Curtailing U.S. technology sales to Chinese firms may retard China’s progress, but it will hurt America’s too—particularly if the Chinese just buy from someone else instead. Meanwhile, China has continually ramped up R&D spending. Investment, which at the turn of the millennium was only about $10 billion, had by 2018 hit nearly $300 billion (2.2% of GDP), second only to the U.S. itself. Further deterioration in the Sino-U.S. relationship will certainly slow China’s technological development. But given how rapidly Chinese investment has caught up to U.S. levels, decoupling seems unlikely to derail it entirely.
None of this is to say that U.S. security concerns are unfounded. Buying key network equipment from a potential military competitor seems unwise, research collaboration on topics with clear security implications should be subject to rigorous review and enough critical medical supplies should be produced close to home.
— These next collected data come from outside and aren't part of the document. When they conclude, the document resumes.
//! Migration to create the staged_issues table written by the issue collector

use sea_orm_migration::prelude::*;

#[derive(DeriveMigrationName)]
pub struct Migration;

#[async_trait::async_trait]
impl MigrationTrait for Migration {
    async fn up(&self, manager: &SchemaManager) -> Result<(), DbErr> {
        manager
            .create_table(
                Table::create()
                    .table(StagedIssues::Table)
                    .if_not_exists()
                    .col(
                        ColumnDef::new(StagedIssues::ConnectionId)
                            .big_integer()
                            .not_null(),
                    )
                    .col(ColumnDef::new(StagedIssues::IssueId).string().not_null())
                    .col(ColumnDef::new(StagedIssues::ScopeId).string().not_null())
                    .col(ColumnDef::new(StagedIssues::IssueKey).string().not_null())
                    .col(ColumnDef::new(StagedIssues::TypeId).string().not_null())
                    .col(
                        ColumnDef::new(StagedIssues::Created)
                            .timestamp_with_time_zone()
                            .not_null(),
                    )
                    .col(ColumnDef::new(StagedIssues::ResolutionDate).timestamp_with_time_zone())
                    .col(ColumnDef::new(StagedIssues::Fields).json_binary().not_null())
                    .col(
                        ColumnDef::new(StagedIssues::UpdatedAt)
                            .timestamp_with_time_zone()
                            .not_null()
                            .default(Expr::current_timestamp()),
                    )
                    .primary_key(
                        Index::create()
                            .col(StagedIssues::ConnectionId)
                            .col(StagedIssues::IssueId),
                    )
                    .to_owned(),
            )
            .await?;

        manager
            .create_index(
                Index::create()
                    .if_not_exists()
                    .name("idx_staged_issues_scope")
                    .table(StagedIssues::Table)
                    .col(StagedIssues::ConnectionId)
                    .col(StagedIssues::ScopeId)
                    .to_owned(),
            )
            .await
    }

    async fn down(&self, manager: &SchemaManager) -> Result<(), DbErr> {
        manager
            .drop_table(Table::drop().table(StagedIssues::Table).to_owned())
            .await
    }
}

#[derive(DeriveIden)]
enum StagedIssues {
    Table,
    ConnectionId,
    IssueId,
    ScopeId,
    IssueKey,
    TypeId,
    Created,
    ResolutionDate,
    Fields,
    UpdatedAt,
}
//! Composite-key deduplication of staged records.
//!
//! Paginated, overlapping pulls can write the same logical entity several
//! times under different identities. For one scope, rows sharing a dedup key
//! are ranked by recency (`COALESCE` over the recency columns, descending,
//! rows without any recency last) with the identity column descending as
//! tie-break, and every row but the
//! first is deleted in a single statement. Rows whose required key columns
//! are null or empty are never ranked and therefore never deleted.

use metrics::counter;
use sea_orm::{ConnectionTrait, DatabaseBackend, DbErr, Statement, Value};
use thiserror::Error;
use tracing::{info, instrument};

use crate::error::InvalidScope;
use crate::scope::ScopeKey;

/// Errors that can occur while deduplicating a scope.
#[derive(Debug, Error)]
pub enum DedupError {
    #[error(transparent)]
    InvalidScope(#[from] InvalidScope),
    /// Storage failures are passed through unchanged.
    #[error(transparent)]
    Database(#[from] DbErr),
}

/// Describes how one staged table is deduplicated.
///
/// All names are trusted static identifiers; only scope values are bound.
#[derive(Debug, Clone, Copy)]
pub struct DedupPlan {
    pub table: &'static str,
    /// Column holding the connection id
    pub connection_column: &'static str,
    /// Column holding the remote scope id
    pub scope_column: &'static str,
    /// Columns identifying a single row
    pub identity_columns: &'static [&'static str],
    /// Business key columns, partitioned on together with the scope columns
    pub key_columns: &'static [&'static str],
    /// Key columns that must be non-null and non-empty for a row to be considered
    pub required_columns: &'static [&'static str],
    /// Recency columns, first non-null wins
    pub recency_columns: &'static [&'static str],
    pub tie_break_column: &'static str,
}

/// Staged CI/CD deployments, keyed by environment, ref and commit.
pub const DEPLOYMENT_DEDUP_PLAN: DedupPlan = DedupPlan {
    table: "staged_deployments",
    connection_column: "connection_id",
    scope_column: "scope_id",
    identity_columns: &["connection_id", "id"],
    key_columns: &["environment", "ref_name", "commit_oid"],
    required_columns: &["ref_name", "commit_oid"],
    recency_columns: &["latest_updated_date", "updated_date"],
    tie_break_column: "id",
};

impl DedupPlan {
    /// Render the ranked delete for the given backend.
    ///
    /// The connection id is bound first and the scope id second.
    pub fn delete_sql(&self, backend: DatabaseBackend) -> String {
        let (p1, p2) = match backend {
            DatabaseBackend::Postgres => ("$1", "$2"),
            _ => ("?", "?"),
        };

        let identity = self.identity_columns.join(", ");
        let partition = [self.connection_column, self.scope_column]
            .iter()
            .chain(self.key_columns)
            .copied()
            .collect::<Vec<_>>()
            .join(", ");
        let recency = match self.recency_columns {
            [single] => single.to_string(),
            many => format!("COALESCE({})", many.join(", ")),
        };
        let required = self
            .required_columns
            .iter()
            .map(|c| format!("\n\t\t  AND {c} IS NOT NULL AND {c} <> ''"))
            .collect::<String>();

        format!(
            "DELETE FROM {table}
WHERE ({identity}) IN (
\tSELECT {identity}
\tFROM (
\t\tSELECT
\t\t\t{identity},
\t\t\tROW_NUMBER() OVER (
\t\t\t\tPARTITION BY {partition}
\t\t\t\tORDER BY {recency} DESC NULLS LAST, {tie} DESC
\t\t\t) AS rn
\t\tFROM {table}
\t\tWHERE {conn} = {p1}
\t\t  AND {scope} = {p2}{required}
\t) ranked
\tWHERE rn > 1
)",
            table = self.table,
            tie = self.tie_break_column,
            conn = self.connection_column,
            scope = self.scope_column,
        )
    }

    fn delete_statement(&self, backend: DatabaseBackend, scope: &ScopeKey) -> Statement {
        Statement::from_sql_and_values(
            backend,
            self.delete_sql(backend),
            [
                Value::BigInt(Some(scope.connection_id)),
                Value::String(Some(Box::new(scope.scope_id.clone()))),
            ],
        )
    }
}

/// Delete every duplicate in one scope according to `plan`; returns the number of rows removed.
#[instrument(
    skip(db, plan, scope),
    fields(table = plan.table, connection_id = scope.connection_id, scope_id = %scope.scope_id)
)]
pub async fn dedup_scope<C>(db: &C, plan: &DedupPlan, scope: &ScopeKey) -> Result<u64, DedupError>
where
    C: ConnectionTrait,
{
    scope.validate()?;

    let stmt = plan.delete_statement(db.get_database_backend(), scope);
    let deleted = db.execute(stmt).await?.rows_affected();

    counter!("reconciler_dedup_deleted_total", "table" => plan.table).increment(deleted);
    info!(deleted, "Deduplicated staged records");

    Ok(deleted)
}

/// Keep the latest row per deployment key for this repository scope.
pub async fn dedup_deployments<C>(db: &C, scope: &ScopeKey) -> Result<u64, DedupError>
where
    C: ConnectionTrait,
{
    dedup_scope(db, &DEPLOYMENT_DEDUP_PLAN, scope).await
}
But U.S. security hawks should be aware that a broad-based attempt to disentangle the two countries’ supply chains and educational linkages will come at a significant cost to America’s own competitiveness. If “decoupling” proceeds then much more federal funding for basic research—and for U.S. science and math education—may be needed to plug the gap. That probably means higher taxes and a more welcoming immigration policy for foreign talent from India and other nations to offset a potential Chinese brain drain. Finally, American consumers need to be prepared to pay more for the luxury of a secure and diversified supply chain.
The U.S. has long been the world’s technological and economic powerhouse. It might be able to retain that position even with weaker links between itself and the emerging challenger, but only if Americans, and their government, are willing to foot the bill and embrace far deeper economic integration with U.S. friends and allies.